(Items from a dataset)
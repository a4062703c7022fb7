//! # ilpatch Prelude
//!
//! This module provides a convenient prelude for the most commonly used types and traits
//! from the ilpatch library. Import this module to get quick access to the essential
//! types for writing and running patches.

// ================================================================================================
// Core Types and Error Handling
// ================================================================================================

/// The main error type for all ilpatch operations
pub use crate::Error;

/// The result type used throughout ilpatch
pub use crate::Result;

/// A single expected/actual mismatch
pub use crate::Drift;

/// Low-level file parsing utilities
pub use crate::{File, Parser};

// ================================================================================================
// Metadata
// ================================================================================================

/// Modules and the reference modules imports resolve against
pub use crate::metadata::{Module, References};

/// Metadata token type for referencing table entries
pub use crate::metadata::token::Token;

/// Methods and their editable bodies
pub use crate::metadata::method::{
    ExceptionHandler, InstrId, Method, MethodAttributes, MethodBody, MethodSignature,
};

/// Cross-module references
pub use crate::metadata::imports::{MemberRef, Symbol, TypeRef};

// ================================================================================================
// Instructions
// ================================================================================================

/// Opcodes, instructions and operands
pub use crate::assembly::{FlowType, Immediate, Instruction, OpCode, Operand};

/// Body decoding and encoding
pub use crate::assembly::{decode_body, encode_body};

// ================================================================================================
// Patch Engine
// ================================================================================================

/// Locating and asserting instructions
pub use crate::patch::{assert_opcode, InstructionCursor, InstructionPattern, OperandPattern};

/// Editing bodies
pub use crate::patch::{remove, replace, splice_after, Label, Sequence, Spliced, Target};

/// Declarative patches
pub use crate::patch::{Locator, PatchDescriptor, Site, SiteAction};

/// Running patches
pub use crate::patch::{Patch, PatchContext, PatchOutcome, PatchReport, PatchSession, PatchSet};
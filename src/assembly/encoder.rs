//! CIL instruction encoding.
//!
//! [`encode_body`] serializes an editable [`MethodBody`] back into ECMA-335 form. Offsets are
//! recomputed from scratch, so an edited body never carries stale displacements:
//!
//! 1. Every instruction keeps its opcode form, except short branches whose displacement no
//!    longer fits in a signed byte. Those are widened to their 32-bit form and the layout is
//!    recomputed until no short branch overflows. Widening only ever grows instructions, so
//!    the loop terminates.
//! 2. Branch operands and exception handler boundaries are turned back into byte offsets.
//! 3. The evaluation stack is simulated over every reachable path to find the deepest point;
//!    the header declares the larger of that depth and the depth the body was decoded with.

use std::collections::HashMap;

use log::{debug, warn};

use crate::{
    assembly::{FlowType, Immediate, OpCode, Operand, OperandType, StackCount},
    file::io::write_le_to,
    metadata::{
        method::{
            ExceptionClause, ExceptionHandler, ExceptionHandlerFlags, InstrId, MethodBody,
            MethodHeader, MethodSignature,
        },
        token::Token,
    },
    Error::{DanglingTarget, UnresolvedToken},
    Result,
};

/// Looks up the signature behind the token operand of a call.
///
/// The encoder uses it to work out how many stack slots `call`, `callvirt` and `newobj`
/// consume and produce.
pub trait SignatureResolver {
    /// Signature of the `MethodDef` or `MemberRef` behind `token`.
    fn method_signature(&self, token: Token) -> Option<&MethodSignature>;
}

/// Serializes `body` into a complete method body: header, code and exception sections.
///
/// # Arguments
/// * `body` - The body to encode
/// * `resolver` - Source of signatures for call instructions
/// * `returns_value` - Whether the owning method returns a value, which decides what `ret`
///   pops
///
/// # Errors
///
/// Returns [`crate::Error::DanglingTarget`] if a branch or handler boundary refers to an
/// instruction that is no longer in the body, [`crate::Error::UnresolvedToken`] if a call
/// target has no known signature, and [`crate::Error::Malformed`] if a handler range is
/// inverted or a short branch has no long form.
pub fn encode_body(
    body: &MethodBody,
    resolver: &dyn SignatureResolver,
    returns_value: bool,
) -> Result<Vec<u8>> {
    let layout = Layout::new(body)?;
    let code = layout.emit()?;

    let computed = max_stack(&layout, body, resolver, returns_value)?;
    let clauses = body
        .exception_handlers
        .iter()
        .map(|handler| layout.clause(handler))
        .collect::<Result<Vec<_>>>()?;

    debug!(
        "Encoded {} instructions into {} bytes (max stack {} -> {})",
        layout.operands.len(),
        code.len(),
        body.max_stack,
        computed.max(body.max_stack)
    );

    let header = MethodHeader {
        size_header: 0,
        size_code: code.len(),
        max_stack: computed.max(body.max_stack),
        local_var_sig_token: body.local_var_sig_token,
        is_fat: false,
        init_locals: body.init_locals,
        clauses,
    };

    header.write(&code)
}

/// Final opcode forms and byte offsets of a body.
struct Layout<'a> {
    opcodes: Vec<OpCode>,
    operands: Vec<&'a Operand>,
    offsets: Vec<u32>,
    code_size: u32,
    index: HashMap<InstrId, usize>,
}

impl<'a> Layout<'a> {
    fn new(body: &'a MethodBody) -> Result<Self> {
        let mut opcodes = Vec::with_capacity(body.len());
        let mut operands = Vec::with_capacity(body.len());
        let mut index = HashMap::with_capacity(body.len());

        for (position, (id, instruction)) in body.iter().enumerate() {
            opcodes.push(instruction.opcode);
            operands.push(&instruction.operand);
            index.insert(id, position);
        }

        for operand in &operands {
            if operand.targets().iter().any(|target| !index.contains_key(target)) {
                return Err(DanglingTarget);
            }
        }
        for handler in &body.exception_handlers {
            if handler.boundaries().any(|boundary| !index.contains_key(&boundary)) {
                return Err(DanglingTarget);
            }
        }

        let mut layout = Layout {
            opcodes,
            operands,
            offsets: Vec::new(),
            code_size: 0,
            index,
        };

        loop {
            layout.assign_offsets()?;
            if !layout.widen()? {
                break;
            }
        }

        Ok(layout)
    }

    fn size_of(&self, position: usize) -> usize {
        let opcode = self.opcodes[position];
        let operand = match (self.operands[position], opcode.operand_type().size()) {
            (Operand::Switch(targets), _) => 4 + 4 * targets.len(),
            (_, Some(size)) => size,
            (_, None) => 0,
        };
        opcode.size() + operand
    }

    fn assign_offsets(&mut self) -> Result<()> {
        let mut offsets = Vec::with_capacity(self.opcodes.len());
        let mut offset = 0_u32;
        for position in 0..self.opcodes.len() {
            offsets.push(offset);
            let size = u32::try_from(self.size_of(position))
                .map_err(|_| malformed_error!("Instruction at #{} is too large", position))?;
            offset = offset
                .checked_add(size)
                .ok_or_else(|| malformed_error!("Method code exceeds 4 GiB"))?;
        }
        self.offsets = offsets;
        self.code_size = offset;
        Ok(())
    }

    /// Switches every overflowing short branch to its long form. Returns true if any was.
    fn widen(&mut self) -> Result<bool> {
        let mut widened = false;
        for position in 0..self.opcodes.len() {
            let opcode = self.opcodes[position];
            if opcode.operand_type() != OperandType::ShortTarget {
                continue;
            }

            let Operand::Target(target) = self.operands[position] else {
                continue;
            };
            if i8::try_from(self.displacement(position, *target)).is_ok() {
                continue;
            }

            let Some(long) = opcode.long_form() else {
                return Err(malformed_error!("{} has no long form", opcode));
            };
            debug!("Widening {} at #{} to {}", opcode, position, long);
            self.opcodes[position] = long;
            widened = true;
        }
        Ok(widened)
    }

    fn position(&self, id: InstrId) -> usize {
        self.index[&id]
    }

    fn offset_of(&self, id: InstrId) -> u32 {
        self.offsets[self.position(id)]
    }

    /// Distance from the end of the instruction at `position` to `target`.
    fn displacement(&self, position: usize, target: InstrId) -> i64 {
        let end = i64::from(self.offsets[position]) + self.size_of(position) as i64;
        i64::from(self.offset_of(target)) - end
    }

    fn emit(&self) -> Result<Vec<u8>> {
        let mut code = Vec::with_capacity(self.code_size as usize);

        for (position, (opcode, operand)) in self.opcodes.iter().zip(&self.operands).enumerate()
        {
            opcode.write_to(&mut code);
            match operand {
                Operand::None => {}
                Operand::Immediate(immediate) => write_immediate(&mut code, *immediate),
                Operand::Token(token) => write_le_to(&mut code, token.value()),
                Operand::Target(target) => {
                    let displacement = self.displacement(position, *target);
                    if opcode.operand_type() == OperandType::ShortTarget {
                        let short = i8::try_from(displacement).map_err(|_| {
                            malformed_error!("Short branch at #{} out of range", position)
                        })?;
                        write_le_to(&mut code, short);
                    } else {
                        let long = i32::try_from(displacement).map_err(|_| {
                            malformed_error!("Branch at #{} out of range", position)
                        })?;
                        write_le_to(&mut code, long);
                    }
                }
                Operand::Switch(targets) => {
                    let count = u32::try_from(targets.len())
                        .map_err(|_| malformed_error!("Switch at #{} is too large", position))?;
                    write_le_to(&mut code, count);
                    for target in targets {
                        let displacement = i32::try_from(self.displacement(position, *target))
                            .map_err(|_| {
                                malformed_error!("Switch case at #{} out of range", position)
                            })?;
                        write_le_to(&mut code, displacement);
                    }
                }
            }
        }

        Ok(code)
    }

    fn clause(&self, handler: &ExceptionHandler) -> Result<ExceptionClause> {
        let end = |id: Option<InstrId>| id.map_or(self.code_size, |id| self.offset_of(id));
        let range = |start: InstrId, stop: Option<InstrId>| -> Result<(u32, u32)> {
            let start = self.offset_of(start);
            let length = end(stop)
                .checked_sub(start)
                .ok_or_else(|| malformed_error!("Exception handler range ends before it starts"))?;
            Ok((start, length))
        };

        let (try_offset, try_length) = range(handler.try_start, handler.try_end)?;
        let (handler_offset, handler_length) = range(handler.handler_start, handler.handler_end)?;

        let class_token_or_filter = match handler.filter_start {
            Some(filter) if handler.flags.contains(ExceptionHandlerFlags::FILTER) => {
                self.offset_of(filter)
            }
            _ => handler.class_token.value(),
        };

        Ok(ExceptionClause {
            flags: handler.flags,
            try_offset,
            try_length,
            handler_offset,
            handler_length,
            class_token_or_filter,
        })
    }
}

fn write_immediate(out: &mut Vec<u8>, immediate: Immediate) {
    match immediate {
        Immediate::Int8(value) => write_le_to(out, value),
        Immediate::UInt8(value) => write_le_to(out, value),
        Immediate::UInt16(value) => write_le_to(out, value),
        Immediate::Int32(value) => write_le_to(out, value),
        Immediate::Int64(value) => write_le_to(out, value),
        Immediate::Float32(value) => write_le_to(out, value),
        Immediate::Float64(value) => write_le_to(out, value),
    }
}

▶ _Exercise brief_
In exact wording, restate the lines of the data above from the first through the one holding "and asserting instructions", and stop after that line.

▶ _Answer for the task_
repository a4062703c7022fb7
//! # ilpatch Prelude
//!
//! This module provides a convenient prelude for the most commonly used types and traits
//! from the ilpatch library. Import this module to get quick access to the essential
//! types for writing and running patches.

// ================================================================================================
// Core Types and Error Handling
// ================================================================================================

/// The main error type for all ilpatch operations
pub use crate::Error;

/// The result type used throughout ilpatch
pub use crate::Result;

/// A single expected/actual mismatch
pub use crate::Drift;

/// Low-level file parsing utilities
pub use crate::{File, Parser};

// ================================================================================================
// Metadata
// ================================================================================================

/// Modules and the reference modules imports resolve against
pub use crate::metadata::{Module, References};

/// Metadata token type for referencing table entries
pub use crate::metadata::token::Token;

/// Methods and their editable bodies
pub use crate::metadata::method::{
    ExceptionHandler, InstrId, Method, MethodAttributes, MethodBody, MethodSignature,
};

/// Cross-module references
pub use crate::metadata::imports::{MemberRef, Symbol, TypeRef};

// ================================================================================================
// Instructions
// ================================================================================================

/// Opcodes, instructions and operands
pub use crate::assembly::{FlowType, Immediate, Instruction, OpCode, Operand};

/// Body decoding and encoding
pub use crate::assembly::{decode_body, encode_body};

// ================================================================================================
// Patch Engine
// ================================================================================================

/// Locating and asserting instructions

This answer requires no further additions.